____ Data provided

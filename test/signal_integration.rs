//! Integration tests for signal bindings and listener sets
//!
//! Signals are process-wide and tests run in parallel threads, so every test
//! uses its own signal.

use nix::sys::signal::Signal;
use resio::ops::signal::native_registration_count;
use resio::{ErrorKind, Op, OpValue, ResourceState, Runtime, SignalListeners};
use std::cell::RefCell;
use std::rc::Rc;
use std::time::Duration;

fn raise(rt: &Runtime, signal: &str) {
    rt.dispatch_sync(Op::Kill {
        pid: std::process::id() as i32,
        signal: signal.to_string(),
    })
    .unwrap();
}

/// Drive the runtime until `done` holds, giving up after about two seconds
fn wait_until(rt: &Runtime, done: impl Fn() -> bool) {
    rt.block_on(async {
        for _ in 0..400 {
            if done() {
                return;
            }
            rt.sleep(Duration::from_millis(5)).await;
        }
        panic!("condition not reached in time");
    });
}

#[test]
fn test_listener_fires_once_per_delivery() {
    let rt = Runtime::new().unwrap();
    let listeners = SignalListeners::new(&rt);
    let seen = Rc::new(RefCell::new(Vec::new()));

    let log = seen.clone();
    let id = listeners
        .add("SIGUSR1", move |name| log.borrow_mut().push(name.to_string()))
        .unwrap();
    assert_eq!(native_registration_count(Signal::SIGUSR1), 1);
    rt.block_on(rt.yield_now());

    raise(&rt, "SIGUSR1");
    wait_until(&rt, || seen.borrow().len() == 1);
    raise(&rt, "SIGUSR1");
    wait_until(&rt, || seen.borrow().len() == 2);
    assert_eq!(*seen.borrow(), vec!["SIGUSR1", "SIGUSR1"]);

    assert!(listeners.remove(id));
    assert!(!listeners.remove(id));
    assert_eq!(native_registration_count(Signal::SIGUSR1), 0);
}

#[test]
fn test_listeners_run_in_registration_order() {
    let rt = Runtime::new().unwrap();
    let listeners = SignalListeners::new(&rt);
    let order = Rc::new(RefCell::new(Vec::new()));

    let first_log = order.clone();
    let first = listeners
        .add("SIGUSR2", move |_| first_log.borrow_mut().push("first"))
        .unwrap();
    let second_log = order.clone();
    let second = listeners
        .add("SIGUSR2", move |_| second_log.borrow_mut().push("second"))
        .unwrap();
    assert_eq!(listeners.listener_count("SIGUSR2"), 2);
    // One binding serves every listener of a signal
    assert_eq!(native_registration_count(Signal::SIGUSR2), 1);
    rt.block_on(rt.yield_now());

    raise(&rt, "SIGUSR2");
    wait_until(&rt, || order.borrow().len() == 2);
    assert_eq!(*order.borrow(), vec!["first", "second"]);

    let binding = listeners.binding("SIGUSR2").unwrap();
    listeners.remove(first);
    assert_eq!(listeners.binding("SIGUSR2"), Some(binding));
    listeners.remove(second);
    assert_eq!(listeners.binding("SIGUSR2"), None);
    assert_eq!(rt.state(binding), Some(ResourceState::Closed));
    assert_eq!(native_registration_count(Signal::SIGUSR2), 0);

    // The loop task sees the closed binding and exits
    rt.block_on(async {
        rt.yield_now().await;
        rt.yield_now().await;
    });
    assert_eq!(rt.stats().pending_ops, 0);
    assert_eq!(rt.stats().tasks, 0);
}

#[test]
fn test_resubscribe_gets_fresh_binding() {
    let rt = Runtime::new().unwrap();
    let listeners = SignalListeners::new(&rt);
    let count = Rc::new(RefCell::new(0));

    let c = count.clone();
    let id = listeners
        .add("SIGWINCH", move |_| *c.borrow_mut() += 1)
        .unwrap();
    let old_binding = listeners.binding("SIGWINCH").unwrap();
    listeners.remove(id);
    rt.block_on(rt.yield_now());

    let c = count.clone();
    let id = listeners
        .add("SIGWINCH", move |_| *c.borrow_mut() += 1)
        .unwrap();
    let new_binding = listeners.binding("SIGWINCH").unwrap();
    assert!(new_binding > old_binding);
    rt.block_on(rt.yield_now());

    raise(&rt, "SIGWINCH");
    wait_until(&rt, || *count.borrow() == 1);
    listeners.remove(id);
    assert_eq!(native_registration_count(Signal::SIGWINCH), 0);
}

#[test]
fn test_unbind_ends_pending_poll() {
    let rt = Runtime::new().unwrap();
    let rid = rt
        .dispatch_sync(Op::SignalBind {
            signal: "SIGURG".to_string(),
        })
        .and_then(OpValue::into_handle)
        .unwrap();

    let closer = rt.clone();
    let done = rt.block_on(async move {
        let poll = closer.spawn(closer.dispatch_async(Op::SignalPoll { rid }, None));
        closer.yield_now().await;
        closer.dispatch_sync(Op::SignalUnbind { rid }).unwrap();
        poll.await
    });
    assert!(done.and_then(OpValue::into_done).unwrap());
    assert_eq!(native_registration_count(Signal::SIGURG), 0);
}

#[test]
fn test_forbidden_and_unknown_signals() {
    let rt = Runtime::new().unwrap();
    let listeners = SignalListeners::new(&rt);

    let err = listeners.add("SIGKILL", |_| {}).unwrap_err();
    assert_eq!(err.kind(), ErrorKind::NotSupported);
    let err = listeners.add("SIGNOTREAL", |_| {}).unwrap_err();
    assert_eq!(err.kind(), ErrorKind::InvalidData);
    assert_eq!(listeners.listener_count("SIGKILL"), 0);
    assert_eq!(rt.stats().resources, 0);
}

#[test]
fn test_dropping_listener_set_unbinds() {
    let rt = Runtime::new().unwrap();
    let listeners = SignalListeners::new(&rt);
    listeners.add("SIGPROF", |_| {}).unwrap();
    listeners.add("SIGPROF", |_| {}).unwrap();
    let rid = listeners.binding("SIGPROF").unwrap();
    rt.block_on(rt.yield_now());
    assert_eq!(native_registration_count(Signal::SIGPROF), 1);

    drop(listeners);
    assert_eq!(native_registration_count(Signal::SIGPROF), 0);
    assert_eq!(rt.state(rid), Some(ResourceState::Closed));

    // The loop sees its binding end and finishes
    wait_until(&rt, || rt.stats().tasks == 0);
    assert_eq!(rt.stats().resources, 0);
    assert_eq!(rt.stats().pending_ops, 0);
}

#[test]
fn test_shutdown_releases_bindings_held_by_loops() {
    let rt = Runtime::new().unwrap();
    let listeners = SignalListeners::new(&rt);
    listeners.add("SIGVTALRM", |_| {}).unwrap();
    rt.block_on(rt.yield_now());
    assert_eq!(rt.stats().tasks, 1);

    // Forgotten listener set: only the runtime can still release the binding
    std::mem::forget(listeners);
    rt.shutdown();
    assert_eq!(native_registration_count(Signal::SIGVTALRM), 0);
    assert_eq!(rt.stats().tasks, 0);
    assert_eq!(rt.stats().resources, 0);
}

________

▶ What you need to do
Only lines containing the string "done" are needed. Pull each of them out of the records above.

▶ Task response
/// Drive the runtime until `done` holds, giving up after about two seconds
fn wait_until(rt: &Runtime, done: impl Fn() -> bool) {
            if done() {
    let done = rt.block_on(async move {
    assert!(done.and_then(OpValue::into_done).unwrap());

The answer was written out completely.